* YOUR ASSIGNMENT
In the records below, tally the lines that contain the word "None" and give only that number.

§ §

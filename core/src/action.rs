//! Actions for the entity store reducer.
//!
//! The action set is a closed enum rather than a runtime-populated table:
//! every transition the store can make is a named constructor, available
//! from the moment the store exists. Commands trigger transport calls;
//! events are the pure state updates those calls feed back.

use crate::client::{ApiFilter, CrudError};
use crate::entity::{Entity, EntityStatus};

/// All inputs to an entity store reducer.
///
/// Command variants are dispatched by application code and produce effects;
/// event variants are produced by those effects (busy timers, responses,
/// failures) and only update state.
#[derive(Clone, Debug)]
pub enum EntityAction<T: Entity> {
    // ========== Commands ==========
    /// Command: load the collection with an optional filter.
    GetAll {
        /// Filter forwarded to the transport and recorded on the
        /// collection immediately.
        api_filter: Option<ApiFilter>,
    },

    /// Command: load one entity into the selected-entity slot.
    GetByKey {
        /// Key of the entity to load.
        key: T::Key,
    },

    /// Command: persist an entity (create when it has no key yet).
    Save {
        /// The entity to persist.
        entity: T,
    },

    /// Command: delete the entity with the given key.
    DeleteByKey {
        /// Key of the entity to delete.
        key: T::Key,
    },

    // ========== Events ==========
    /// Event: a collection load completed.
    EntitiesLoaded {
        /// Entities of the loaded page.
        entities: Vec<T>,
        /// Server-side total for the active filter.
        total_entities: u64,
        /// Status the collection settles into (normally `loaded`).
        complete_status: EntityStatus,
    },

    /// Event: the busy-indication delay elapsed (or cleared) for the
    /// collection.
    CollectionBusy {
        /// Whether the busy indication is on.
        is_busy: bool,
        /// The busy status to surface (`loading`).
        status: EntityStatus,
    },

    /// Event: a collection load failed.
    CollectionFailed {
        /// The transport failure.
        error: CrudError,
    },

    /// Event: a single-entity load completed.
    SelectedLoaded {
        /// The loaded entity.
        entity: T,
        /// Status the selected entity settles into (normally `loaded`).
        complete_status: EntityStatus,
    },

    /// Event: the busy-indication delay elapsed (or cleared) for the
    /// selected entity.
    SelectedBusy {
        /// Whether the busy indication is on.
        is_busy: bool,
        /// The busy status to surface (`loading`, `saving`, or `deleting`).
        status: EntityStatus,
        /// Key of the entity the call targets, when known; lets the
        /// matching collection row surface the same busy flags.
        key: Option<T::Key>,
    },

    /// Event: a single-entity call failed.
    SelectedFailed {
        /// The transport failure.
        error: CrudError,
    },

    /// Event: a save completed; the stored entity comes back from the
    /// transport.
    Saved {
        /// The entity as persisted by the backend.
        entity: T,
    },

    /// Event: a delete completed; the transport returns the deleted entity.
    Deleted {
        /// The entity that was deleted.
        entity: T,
    },
}

impl<T: Entity> EntityAction<T> {
    /// Whether this action is a command (dispatched by application code,
    /// produces effects).
    #[must_use]
    pub const fn is_command(&self) -> bool {
        matches!(
            self,
            Self::GetAll { .. } | Self::GetByKey { .. } | Self::Save { .. } | Self::DeleteByKey { .. }
        )
    }

    /// Whether this action is an event (produced by effects, pure state
    /// update).
    #[must_use]
    pub const fn is_event(&self) -> bool {
        !self.is_command()
    }

    /// Whether this action terminates an invocation: each dispatched
    /// command produces exactly one terminal event.
    #[must_use]
    pub const fn is_terminal(&self) -> bool {
        matches!(
            self,
            Self::EntitiesLoaded { .. }
                | Self::CollectionFailed { .. }
                | Self::SelectedLoaded { .. }
                | Self::SelectedFailed { .. }
                | Self::Saved { .. }
                | Self::Deleted { .. }
        )
    }

    /// Stable action name for logs and metrics labels.
    #[must_use]
    pub const fn name(&self) -> &'static str {
        match self {
            Self::GetAll { .. } => "get_all",
            Self::GetByKey { .. } => "get_by_key",
            Self::Save { .. } => "save",
            Self::DeleteByKey { .. } => "delete_by_key",
            Self::EntitiesLoaded { .. } => "entities_loaded",
            Self::CollectionBusy { .. } => "collection_busy",
            Self::CollectionFailed { .. } => "collection_failed",
            Self::SelectedLoaded { .. } => "selected_loaded",
            Self::SelectedBusy { .. } => "selected_busy",
            Self::SelectedFailed { .. } => "selected_failed",
            Self::Saved { .. } => "saved",
            Self::Deleted { .. } => "deleted",
        }
    }
}

#[cfg(test)]
mod tests {
    use super::*;

    #[derive(Clone, Debug, PartialEq)]
    struct Widget {
        id: Option<u32>,
    }

    impl Entity for Widget {
        type Key = u32;

        fn key(&self) -> Option<u32> {
            self.id
        }
    }

    #[test]
    fn commands_and_events_are_disjoint() {
        let get_all = EntityAction::<Widget>::GetAll { api_filter: None };
        assert!(get_all.is_command());
        assert!(!get_all.is_event());
        assert!(!get_all.is_terminal());

        let loaded = EntityAction::<Widget>::EntitiesLoaded {
            entities: vec![],
            total_entities: 0,
            complete_status: EntityStatus::Loaded,
        };
        assert!(loaded.is_event());
        assert!(loaded.is_terminal());

        let busy = EntityAction::<Widget>::CollectionBusy {
            is_busy: true,
            status: EntityStatus::Loading,
        };
        assert!(busy.is_event());
        assert!(!busy.is_terminal());
    }

    #[test]
    fn names_are_stable() {
        assert_eq!(EntityAction::<Widget>::GetAll { api_filter: None }.name(), "get_all");
        assert_eq!(
            EntityAction::<Widget>::Deleted {
                entity: Widget { id: Some(1) }
            }
            .name(),
            "deleted"
        );
    }
}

§ §

* TASK SOLUTION
2